Le système scolaire en question

Unschooling ou non-scolarisation. Le mouvement n’est pas nouveau puisque qu’il est apparu à la fin des années soixante, aux États-Unis. John Caldwell Holt, éducateur et écrivain américain, est considéré comme son fondateur. Après avoir évolué plusieurs années dans le monde de l’enseignement, il a conclu que le système scolaire plaçait les enfants dans la compétition et la peur de l’échec, les empêchant d’apprendre.

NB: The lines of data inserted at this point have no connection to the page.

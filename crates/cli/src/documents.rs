//! Conversion of stored documents into engine types.
//!
//! Malformed numbers and units are coerced, never rejected. Only an unknown
//! tax mode, discount type or currency fails the load.

use api_types::{
    Loose,
    catalog::{CatalogDocument, MaterialDoc, SaleItemDoc},
    job::{CostItemDoc, JobDocument, LineDoc},
};
use costing_engine::{
    AddOnOption, Catalog, CatalogSource, CostItem, CostingContext, Currency, Discount, ItemType,
    Job, LineItem, LinkedMaterial, MeasurementUnit, SaleCatalogItem, SupplierMaterialItem,
    coerce, seed_cost_items,
};
use uuid::Uuid;

use crate::error::Result;

/// A job ready to be priced, with the currency its document asked for.
pub struct LoadedJob {
    pub job: Job,
    pub currency: Option<Currency>,
}

fn number(value: &Option<Loose>) -> Option<f64> {
    match value.as_ref()? {
        Loose::Number(n) => Some(*n),
        Loose::Text(raw) => coerce::parse_number(raw),
    }
}

fn vat_rate(value: &Option<Loose>) -> Option<costing_engine::VatRate> {
    number(value).map(|rate| coerce::vat_rate(Some(rate)))
}

fn item_type(raw: Option<&str>) -> ItemType {
    match raw.map(|s| s.trim().to_ascii_lowercase()).as_deref() {
        Some("measured") => ItemType::Measured,
        _ => ItemType::Fixed,
    }
}

fn unit(raw: Option<String>) -> MeasurementUnit {
    raw.map(MeasurementUnit::from).unwrap_or_default()
}

fn sale_item(doc: SaleItemDoc) -> SaleCatalogItem {
    SaleCatalogItem {
        id: doc.id,
        name: doc.name,
        item_type: item_type(doc.item_type.as_deref()),
        price: coerce::amount(number(&doc.price)),
        unit: unit(doc.unit),
        add_ons: doc
            .add_ons
            .into_iter()
            .map(|add_on| AddOnOption {
                id: add_on.id.unwrap_or_else(Uuid::new_v4),
                name: add_on.name,
                price: coerce::amount(number(&add_on.price)),
            })
            .collect(),
        parent_id: doc.parent_id,
        linked_materials: doc
            .linked_materials
            .into_iter()
            .map(|link| LinkedMaterial {
                material_id: link.material_id,
                description: link.description,
                cost_vat_rate: vat_rate(&link.cost_vat_rate),
            })
            .collect(),
    }
}

fn material(doc: MaterialDoc) -> SupplierMaterialItem {
    let item_type = item_type(doc.item_type.as_deref());
    let sheet_length = number(&doc.sheet_length);
    let sheet_width = number(&doc.sheet_width);
    let is_sheet = item_type == ItemType::Measured
        && coerce::dimension(sheet_length).is_some()
        && coerce::dimension(sheet_width).is_some();

    SupplierMaterialItem {
        id: doc.id,
        name: doc.name,
        item_type,
        price: coerce::amount(number(&doc.price)),
        sheet_length,
        sheet_width,
        unit: unit(doc.unit),
        price_per_area_m2: number(&doc.price_per_area_m2),
        include_wastage: doc.include_wastage.unwrap_or(is_sheet),
    }
}

pub fn catalog_from_document(doc: CatalogDocument) -> Catalog {
    Catalog::with_items(
        doc.items.into_iter().map(sale_item),
        doc.materials.into_iter().map(material),
    )
}

fn cost_item(doc: CostItemDoc, catalog: &Catalog) -> CostItem {
    let item = match doc.material_id {
        Some(material_id) => {
            let name = catalog
                .material(material_id)
                .map(|m| m.name.clone())
                .unwrap_or_default();
            CostItem::linked(material_id).description(name)
        }
        None => CostItem::manual(String::new(), coerce::amount(number(&doc.manual_cost))),
    };
    CostItem {
        id: doc.id.unwrap_or(item.id),
        description: doc.description.unwrap_or(item.description),
        cost_vat_rate: vat_rate(&doc.cost_vat_rate),
        kind: item.kind,
    }
}

fn line_item(doc: LineDoc, catalog: &Catalog, ctx: &CostingContext) -> Result<LineItem> {
    let item = doc.catalog_item_id.and_then(|id| catalog.sale_item(id));
    let mut line = match item {
        Some(item) => LineItem::for_catalog_item(item).vat_rate(ctx.default_vat_rate),
        None => LineItem::manual(String::new(), 0.0),
    };

    if let Some(id) = doc.id {
        line.id = id;
    }
    // A reference to a deleted item is kept; the line is then priced by hand.
    line.catalog_item_id = doc.catalog_item_id;
    if let Some(description) = doc.description {
        line.description = description;
    }
    line.quantity = coerce::quantity(number(&doc.quantity));
    line.manual_unit_price = number(&doc.manual_unit_price);
    line.length = number(&doc.length);
    line.width = number(&doc.width);
    if let Some(code) = doc.unit {
        line.unit = MeasurementUnit::from(code);
    }
    if let Some(discount) = doc.discount {
        line.discount = Discount::from_parts(&discount.kind, number(&discount.value))?;
    }
    if let Some(rate) = vat_rate(&doc.vat_rate) {
        line.vat_rate = rate;
    }
    line.selected_add_ons = doc.selected_add_ons;
    line.cost_items = match doc.cost_items {
        Some(items) => items
            .into_iter()
            .map(|cost| cost_item(cost, catalog))
            .collect(),
        None => item
            .map(|item| seed_cost_items(item, catalog))
            .unwrap_or_default(),
    };
    Ok(line)
}

/// Builds and computes a job. Document fields override `ctx`.
pub fn job_from_document(
    doc: JobDocument,
    catalog: &Catalog,
    mut ctx: CostingContext,
) -> Result<LoadedJob> {
    if let Some(mode) = doc.tax_mode.as_deref() {
        ctx.tax_mode = mode.parse()?;
    }
    if let Some(rate) = vat_rate(&doc.default_vat_rate) {
        ctx.default_vat_rate = rate;
    }
    let currency = doc
        .currency
        .as_deref()
        .map(Currency::try_from)
        .transpose()?;

    let mut job = Job::with_id(doc.id.unwrap_or_else(Uuid::new_v4), ctx);
    for line in doc.lines {
        let line = line_item(line, catalog, &ctx)?;
        job.add_line(line, catalog)?;
    }
    tracing::info!(job_id = %job.id(), lines = job.lines().len(), "job loaded");

    Ok(LoadedJob { job, currency })
}
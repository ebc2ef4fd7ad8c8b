use async_trait::async_trait;
use log::*;
use socket_mesh::config::ServerConfig;
use socket_mesh::error::Error;
use socket_mesh::frame::CloseFrame;
use socket_mesh::message::Message;
use socket_mesh::server::WebSocketServer;
use socket_mesh::service::Behavior;
use socket_mesh::session::Session;

struct Echo;

#[async_trait]
impl Behavior for Echo {
    async fn on_open(&mut self, session: &Session) {
        info!("session {} opened on {}", session.id(), session.handshake_info().path);
    }

    async fn on_message(&mut self, session: &Session, message: Message) -> Result<(), Error> {
        session.send_message(message).await
    }

    async fn on_close(&mut self, session: &Session, close_frame: Option<CloseFrame>) {
        info!("session {} closed: {:?}", session.id(), close_frame);
    }
}

#[tokio::main]
async fn main() {
    env_logger::init();

    let server = WebSocketServer::new(ServerConfig::default());
    server.add_service("/echo", || Box::new(Echo));

    let addr = server.start("127.0.0.1:9002").await.expect("can't listen");
    info!("echo service on ws://{}/echo", addr);

    tokio::signal::ctrl_c().await.ok();
    server.stop_normally().await;
}
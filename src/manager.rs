use crate::connection::{HandshakeInfo, ReadyState};
use crate::error::Error;
use crate::frame::CloseCode;
use crate::message::Message;
use crate::session::{Session, ID};
use crate::split::WSWriter;
use futures::future::join_all;
use log::{debug, warn};
use std::collections::HashMap;
use std::sync::{Arc, Mutex as StdMutex};
use std::time::Duration;
use tokio::sync::Mutex;
use tokio::time::timeout;

pub const DEFAULT_SWEEP_INTERVAL: Duration = Duration::from_secs(60);
const DEFAULT_STOP_TIMEOUT: Duration = Duration::from_secs(5);

/// Lifecycle of a service and its manager.
#[derive(Debug, Clone, Copy, PartialEq, Eq)]
pub enum ServiceState {
    Ready,
    Started,
    ShuttingDown,
    Stopped,
}

/// The session registry of one service. Cheap to clone; all clones see the
/// same sessions. The registry lock is plain and never held across I/O:
/// every multi-session operation works on a snapshot taken at call time, so
/// sessions added mid-operation may or may not be included.
#[derive(Clone)]
pub struct SessionManager {
    inner: Arc<ManagerInner>,
}

struct ManagerInner {
    sessions: StdMutex<HashMap<ID, Session>>,
    state: StdMutex<ServiceState>,
    // Guards against overlapping sweeps; contenders bail out instead of
    // queueing
    sweep_gate: Mutex<()>,
}

impl Default for SessionManager {
    fn default() -> Self {
        Self::new()
    }
}

impl SessionManager {
    pub fn new() -> Self {
        Self {
            inner: Arc::new(ManagerInner {
                sessions: StdMutex::new(HashMap::new()),
                state: StdMutex::new(ServiceState::Ready),
                sweep_gate: Mutex::new(()),
            }),
        }
    }

    pub fn state(&self) -> ServiceState {
        *self.inner.state.lock().unwrap()
    }

    pub(crate) fn set_state(&self, state: ServiceState) {
        *self.inner.state.lock().unwrap() = state;
    }

    /// Registers a new session under a fresh id. Only a started service
    /// accepts sessions.
    pub fn add(&self, writer: WSWriter, info: HandshakeInfo) -> Result<Session, Error> {
        if self.state() != ServiceState::Started {
            return Err(Error::ServiceNotStarted);
        }
        let session = Session::new(writer, info);
        self.inner
            .sessions
            .lock()
            .unwrap()
            .insert(session.id(), session.clone());
        Ok(session)
    }

    pub fn remove(&self, id: &ID) -> bool {
        self.inner.sessions.lock().unwrap().remove(id).is_some()
    }

    pub fn get(&self, id: &ID) -> Option<Session> {
        self.inner.sessions.lock().unwrap().get(id).cloned()
    }

    pub fn ids(&self) -> Vec<ID> {
        self.inner.sessions.lock().unwrap().keys().copied().collect()
    }

    pub fn len(&self) -> usize {
        self.inner.sessions.lock().unwrap().len()
    }

    pub fn is_empty(&self) -> bool {
        self.len() == 0
    }

    fn snapshot(&self) -> Vec<Session> {
        self.inner.sessions.lock().unwrap().values().cloned().collect()
    }

    /// Fans a message out to every open session. True iff every send
    /// succeeded. Ordering per connection follows each session's writer
    /// lock, so two consecutive broadcasts arrive in order everywhere.
    pub async fn broadcast(&self, message: Message) -> bool {
        let sessions = self.snapshot();
        let sends = sessions
            .iter()
            .filter(|session| session.ready_state() == ReadyState::Open)
            .map(|session| {
                let message = message.clone();
                async move {
                    if let Err(error) = session.send_message(message).await {
                        debug!("broadcast to session {} failed: {}", session.id(), error);
                        false
                    } else {
                        true
                    }
                }
            });
        join_all(sends).await.into_iter().all(|ok| ok)
    }

    /// Pings every session and reports which answered within their wait
    /// time.
    pub async fn broadping(&self, payload: Vec<u8>) -> HashMap<ID, bool> {
        let sessions = self.snapshot();
        let pings = sessions.iter().map(|session| {
            let payload = payload.clone();
            async move {
                let alive = session.ping(payload).await.unwrap_or(false);
                (session.id(), alive)
            }
        });
        join_all(pings).await.into_iter().collect()
    }

    /// One liveness pass over the registry. Sessions that miss their pong:
    /// still Open get closed as protocol violations, ones mid-close are left
    /// to finish, dead ones are dropped from the registry. At most one sweep
    /// runs at a time; a second caller returns immediately.
    pub async fn sweep(&self) {
        let Ok(_gate) = self.inner.sweep_gate.try_lock() else {
            return;
        };
        if self.state() != ServiceState::Started {
            return;
        }

        let sessions = self.snapshot();
        let checks = sessions.iter().map(|session| async move {
            if session.ping(Vec::new()).await.unwrap_or(false) {
                return None;
            }
            match session.ready_state() {
                ReadyState::Open => {
                    warn!("session {} missed its pong, closing", session.id());
                    let _ = session.close(CloseCode::Protocol, "").await;
                    None
                }
                ReadyState::Closing => None,
                _ => Some(session.id()),
            }
        });

        let dead: Vec<ID> = join_all(checks).await.into_iter().flatten().collect();
        if !dead.is_empty() {
            let mut sessions = self.inner.sessions.lock().unwrap();
            for id in &dead {
                sessions.remove(id);
            }
            debug!("sweep dropped {} dead session(s)", dead.len());
        }
    }

    /// Shuts the whole registry down: no new sessions, no more sweeps,
    /// parallel close handshakes over everything still alive, bounded by
    /// `stop_timeout`.
    pub async fn stop(&self, code: CloseCode, reason: &str, stop_timeout: Option<Duration>) {
        self.set_state(ServiceState::ShuttingDown);

        let sessions = self.snapshot();
        let closes = sessions.iter().map(|session| async move {
            if let Err(error) = session.close(code, reason).await {
                debug!("closing session {} failed: {}", session.id(), error);
            }
        });

        let wait = stop_timeout.unwrap_or(DEFAULT_STOP_TIMEOUT);
        if timeout(wait, join_all(closes)).await.is_err() {
            warn!("service stop timed out before every close handshake finished");
        }

        self.inner.sessions.lock().unwrap().clear();
        self.set_state(ServiceState::Stopped);
    }
}
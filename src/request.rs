use crate::config::ClientConfig;
use crate::error::Error;
use crate::extensions::{add_extension_headers, Extensions};
use bytes::{Buf, BytesMut};
use std::collections::HashMap;
use tokio::io::{AsyncRead, AsyncReadExt, AsyncWrite, AsyncWriteExt};
use url::Url;

/// Hard cap on a request or response header block. Overflowing it is a 400
/// on the server side and a handshake failure on the client side.
pub(crate) const MAX_HEADER_BLOCK: usize = 32 * 1024;

const MAX_HEADERS: usize = 64;
// Request bodies are incidental here (the handshake is a bodyless GET), so
// anything past this cap is refused rather than buffered.
const MAX_BODY_SIZE: usize = 1 << 20;

/// Parsed request line plus headers. Header names are lowercased; repeated
/// headers are joined with commas.
#[derive(Debug)]
pub struct RequestHead {
    pub method: String,
    pub target: String,
    /// Minor version of HTTP/1.x as reported by the parser.
    pub version: u8,
    pub headers: HashMap<String, String>,
}

impl RequestHead {
    pub fn header(&self, name: &str) -> Option<&str> {
        self.headers.get(&name.to_ascii_lowercase()).map(|v| v.as_str())
    }

    /// Token membership check for list-valued headers such as `Connection`
    /// and `Upgrade`.
    pub fn header_contains(&self, name: &str, token: &str) -> bool {
        self.header(name)
            .map(|value| {
                value
                    .split(',')
                    .any(|part| part.trim().eq_ignore_ascii_case(token))
            })
            .unwrap_or(false)
    }

    pub fn is_upgrade(&self) -> bool {
        self.header_contains("connection", "upgrade") && self.header_contains("upgrade", "websocket")
    }

    pub fn expects_continue(&self) -> bool {
        self.header("expect")
            .map(|v| v.eq_ignore_ascii_case("100-continue"))
            .unwrap_or(false)
    }
}

/// Status line plus headers of an HTTP response, for the client side of the
/// handshake.
#[derive(Debug)]
pub struct ResponseHead {
    pub status: u16,
    pub headers: HashMap<String, String>,
}

impl ResponseHead {
    pub fn header(&self, name: &str) -> Option<&str> {
        self.headers.get(&name.to_ascii_lowercase()).map(|v| v.as_str())
    }

    pub fn header_contains(&self, name: &str, token: &str) -> bool {
        self.header(name)
            .map(|value| {
                value
                    .split(',')
                    .any(|part| part.trim().eq_ignore_ascii_case(token))
            })
            .unwrap_or(false)
    }
}

fn collect_headers(headers: &[httparse::Header<'_>]) -> Result<HashMap<String, String>, Error> {
    let mut map: HashMap<String, String> = HashMap::new();
    for header in headers {
        let name = header.name.to_ascii_lowercase();
        let value = String::from_utf8(header.value.to_vec())?;
        match map.get_mut(&name) {
            Some(existing) => {
                existing.push_str(", ");
                existing.push_str(value.trim());
            }
            None => {
                map.insert(name, value.trim().to_string());
            }
        }
    }
    Ok(map)
}

async fn fill<S: AsyncRead + Unpin>(stream: &mut S, buf: &mut BytesMut) -> Result<usize, Error> {
    let n = stream.read_buf(buf).await?;
    Ok(n)
}

/// Reads one request head off the stream. `buf` is the connection's single
/// receive buffer and is reused across keep-alive requests; bytes past the
/// head (pipelined data, body) stay in it.
pub(crate) async fn read_request<S: AsyncRead + Unpin>(
    stream: &mut S,
    buf: &mut BytesMut,
) -> Result<RequestHead, Error> {
    loop {
        let parsed = {
            let mut headers = [httparse::EMPTY_HEADER; MAX_HEADERS];
            let mut req = httparse::Request::new(&mut headers);
            match req.parse(&buf[..])? {
                httparse::Status::Complete(len) => {
                    let head = RequestHead {
                        method: req.method.unwrap_or_default().to_string(),
                        target: req.path.unwrap_or_default().to_string(),
                        version: req.version.unwrap_or(0),
                        headers: collect_headers(req.headers)?,
                    };
                    Some((head, len))
                }
                httparse::Status::Partial => None,
            }
        };

        if let Some((head, len)) = parsed {
            buf.advance(len);
            return Ok(head);
        }

        if buf.len() > MAX_HEADER_BLOCK {
            return Err(Error::HeaderBlockTooLarge);
        }
        if fill(stream, buf).await? == 0 {
            return Err(Error::IncompleteHTTPRequest);
        }
    }
}

/// Client-side counterpart: reads a response head after the upgrade request
/// went out.
pub(crate) async fn read_response<S: AsyncRead + Unpin>(
    stream: &mut S,
    buf: &mut BytesMut,
) -> Result<ResponseHead, Error> {
    loop {
        let parsed = {
            let mut headers = [httparse::EMPTY_HEADER; MAX_HEADERS];
            let mut resp = httparse::Response::new(&mut headers);
            match resp.parse(&buf[..])? {
                httparse::Status::Complete(len) => {
                    let head = ResponseHead {
                        status: resp.code.unwrap_or_default(),
                        headers: collect_headers(resp.headers)?,
                    };
                    Some((head, len))
                }
                httparse::Status::Partial => None,
            }
        };

        if let Some((head, len)) = parsed {
            buf.advance(len);
            return Ok(head);
        }

        if buf.len() > MAX_HEADER_BLOCK {
            return Err(Error::HeaderBlockTooLarge);
        }
        if fill(stream, buf).await? == 0 {
            return Err(Error::IncompleteHTTPRequest);
        }
    }
}

async fn read_exact_buffered<S: AsyncRead + Unpin>(
    stream: &mut S,
    buf: &mut BytesMut,
    n: usize,
) -> Result<Vec<u8>, Error> {
    while buf.len() < n {
        if fill(stream, buf).await? == 0 {
            return Err(Error::IncompleteHTTPRequest);
        }
    }
    let out = buf[..n].to_vec();
    buf.advance(n);
    Ok(out)
}

async fn read_line<S: AsyncRead + Unpin>(
    stream: &mut S,
    buf: &mut BytesMut,
) -> Result<String, Error> {
    loop {
        if let Some(pos) = buf.windows(2).position(|w| w == b"\r\n") {
            let line = String::from_utf8(buf[..pos].to_vec())?;
            buf.advance(pos + 2);
            return Ok(line);
        }
        if buf.len() > MAX_HEADER_BLOCK {
            return Err(Error::InvalidChunkedBody);
        }
        if fill(stream, buf).await? == 0 {
            return Err(Error::IncompleteHTTPRequest);
        }
    }
}

/// Reads the request body declared by the head: `Content-Length` bytes, a
/// chunked stream, or nothing. The caller has already answered any
/// `Expect: 100-continue`.
pub(crate) async fn read_body<S: AsyncRead + Unpin>(
    stream: &mut S,
    buf: &mut BytesMut,
    head: &RequestHead,
) -> Result<Vec<u8>, Error> {
    if head
        .header("transfer-encoding")
        .map(|v| v.to_ascii_lowercase().contains("chunked"))
        .unwrap_or(false)
    {
        return read_chunked_body(stream, buf).await;
    }

    if let Some(value) = head.header("content-length") {
        let length: usize = value.trim().parse().map_err(|_| Error::InvalidContentLength)?;
        if length > MAX_BODY_SIZE {
            return Err(Error::InvalidContentLength);
        }
        return read_exact_buffered(stream, buf, length).await;
    }

    Ok(Vec::new())
}

async fn read_chunked_body<S: AsyncRead + Unpin>(
    stream: &mut S,
    buf: &mut BytesMut,
) -> Result<Vec<u8>, Error> {
    let mut body = Vec::new();
    loop {
        let size_line = read_line(stream, buf).await?;
        let size_token = size_line.split(';').next().unwrap_or("").trim();
        let size = usize::from_str_radix(size_token, 16).map_err(|_| Error::InvalidChunkedBody)?;

        if size == 0 {
            // Trailer section runs until the empty line
            loop {
                if read_line(stream, buf).await?.is_empty() {
                    break;
                }
            }
            return Ok(body);
        }

        if body.len() + size > MAX_BODY_SIZE {
            return Err(Error::InvalidChunkedBody);
        }
        body.extend_from_slice(&read_exact_buffered(stream, buf, size).await?);

        if !read_line(stream, buf).await?.is_empty() {
            return Err(Error::InvalidChunkedBody);
        }
    }
}

pub(crate) fn reason_phrase(status: u16) -> &'static str {
    match status {
        100 => "Continue",
        101 => "Switching Protocols",
        200 => "OK",
        400 => "Bad Request",
        401 => "Unauthorized",
        404 => "Not Found",
        408 => "Request Timeout",
        411 => "Length Required",
        413 => "Payload Too Large",
        414 => "URI Too Long",
        500 => "Internal Server Error",
        501 => "Not Implemented",
        503 => "Service Unavailable",
        _ => "",
    }
}

/// A text body keeps its encoding preamble out of the wire format.
pub(crate) fn strip_utf8_bom(text: &str) -> &str {
    text.strip_prefix('\u{feff}').unwrap_or(text)
}

#[derive(Debug)]
pub enum ResponseBody {
    Empty,
    Bytes(Vec<u8>),
    /// Streamed without a known length; goes out with chunked transfer
    /// encoding and the terminal zero chunk.
    Chunked(Vec<Vec<u8>>),
}

#[derive(Debug)]
pub struct HttpResponse {
    pub status: u16,
    pub headers: Vec<(String, String)>,
    pub body: ResponseBody,
}

impl HttpResponse {
    pub fn new(status: u16) -> Self {
        Self {
            status,
            headers: Vec::new(),
            body: ResponseBody::Empty,
        }
    }

    pub fn with_header(mut self, name: impl Into<String>, value: impl Into<String>) -> Self {
        self.headers.push((name.into(), value.into()));
        self
    }

    pub fn with_text_body(mut self, text: &str) -> Self {
        self.headers.push((
            "Content-Type".to_string(),
            "text/plain; charset=utf-8".to_string(),
        ));
        self.body = ResponseBody::Bytes(strip_utf8_bom(text).as_bytes().to_vec());
        self
    }

    pub fn with_chunked_body(mut self, chunks: Vec<Vec<u8>>) -> Self {
        self.body = ResponseBody::Chunked(chunks);
        self
    }

    /// Statuses after which the connection is never reused.
    pub fn forces_close(&self) -> bool {
        matches!(self.status, 400 | 408 | 411 | 413 | 414 | 500 | 503)
    }

    pub async fn write_to<W: AsyncWrite + Unpin>(&self, stream: &mut W) -> Result<(), Error> {
        let mut head = format!("HTTP/1.1 {} {}\r\n", self.status, reason_phrase(self.status));
        for (name, value) in &self.headers {
            head.push_str(name);
            head.push_str(": ");
            head.push_str(value);
            head.push_str("\r\n");
        }

        match &self.body {
            ResponseBody::Empty => {
                if self.status != 101 && self.status != 100 {
                    head.push_str("Content-Length: 0\r\n");
                }
                head.push_str("\r\n");
                stream.write_all(head.as_bytes()).await?;
            }
            ResponseBody::Bytes(body) => {
                head.push_str(&format!("Content-Length: {}\r\n\r\n", body.len()));
                stream.write_all(head.as_bytes()).await?;
                stream.write_all(body).await?;
            }
            ResponseBody::Chunked(chunks) => {
                head.push_str("Transfer-Encoding: chunked\r\n\r\n");
                stream.write_all(head.as_bytes()).await?;
                for chunk in chunks {
                    if chunk.is_empty() {
                        continue;
                    }
                    stream
                        .write_all(format!("{:X}\r\n", chunk.len()).as_bytes())
                        .await?;
                    stream.write_all(chunk).await?;
                    stream.write_all(b"\r\n").await?;
                }
                stream.write_all(b"0\r\n\r\n").await?;
            }
        }

        stream.flush().await?;
        Ok(())
    }
}

/// Pieces a client needs to reach a server: the serialized upgrade request,
/// the TCP connect address, the TLS hostname and whether the scheme demands
/// TLS.
pub(crate) struct ClientRequestParts {
    pub request: String,
    pub connect_addr: String,
    pub host: String,
    pub use_tls: bool,
    pub path: String,
}

/// Builds the upgrade request for a `ws://` or `wss://` URL the way the
/// handshake wants it, with the optional headers the configuration asks
/// for.
pub(crate) fn build_client_request(
    ws_url: &str,
    key: &str,
    config: &ClientConfig,
    extensions: Option<Extensions>,
    authorization: Option<&str>,
) -> Result<ClientRequestParts, Error> {
    let parsed_url = Url::parse(ws_url)?;
    let mut use_tls = false;

    let default_port: u16 = match parsed_url.scheme() {
        "ws" => 80,
        "wss" => {
            use_tls = true;
            443
        }
        _ => return Err(Error::InvalidSchemeURL),
    };

    let host = parsed_url.host_str().ok_or(Error::URLNoHost)?;
    let port = parsed_url.port().unwrap_or(default_port);

    // The Host field skips the port when the URL did, mirroring what the
    // user typed; the connect address always needs one.
    let request_host_field = match parsed_url.port() {
        Some(port) => format!("{}:{}", host, port),
        None => String::from(host),
    };
    let connect_addr = format!("{}:{}", host, port);

    let request_path = match parsed_url.query() {
        Some(query) => format!("{}?{}", parsed_url.path(), query),
        None => parsed_url.path().to_string(),
    };

    let mut request = format!(
        "GET {} HTTP/1.1\r\nHost: {}\r\nConnection: Upgrade\r\nUpgrade: websocket\r\nSec-WebSocket-Key: {}\r\nSec-WebSocket-Version: 13\r\n",
        request_path, request_host_field, key,
    );

    if let Some(origin) = &config.origin {
        request.push_str(&format!("Origin: {}\r\n", origin));
    }
    if !config.subprotocols.is_empty() {
        request.push_str(&format!(
            "Sec-WebSocket-Protocol: {}\r\n",
            config.subprotocols.join(", ")
        ));
    }
    add_extension_headers(&mut request, extensions);
    if let Some(authorization) = authorization {
        request.push_str(&format!("Authorization: {}\r\n", authorization));
    }
    if let Some(cookies) = &config.cookies {
        request.push_str(&format!("Cookie: {}\r\n", cookies));
    }
    request.push_str("\r\n");

    Ok(ClientRequestParts {
        request,
        connect_addr,
        host: String::from(host),
        use_tls,
        path: request_path,
    })
}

En 1970, le penseur autrichien Ivan Illich, critique de la société industrielle, publie un ouvrage de référence, s’inscrivant dans la pensée de Holt : « Une société sans école ». Illich écrivait alors : « L’instruction ne peut être qu’une activité personnelle…Nous sommes tous prisonniers du système scolaire, une croyance superstitieuse nous persuade que le savoir n’a de valeur que s’il nous est imposé…Le système scolaire obligatoire représente finalement pour la plupart des hommes une entrave à l’instruction. »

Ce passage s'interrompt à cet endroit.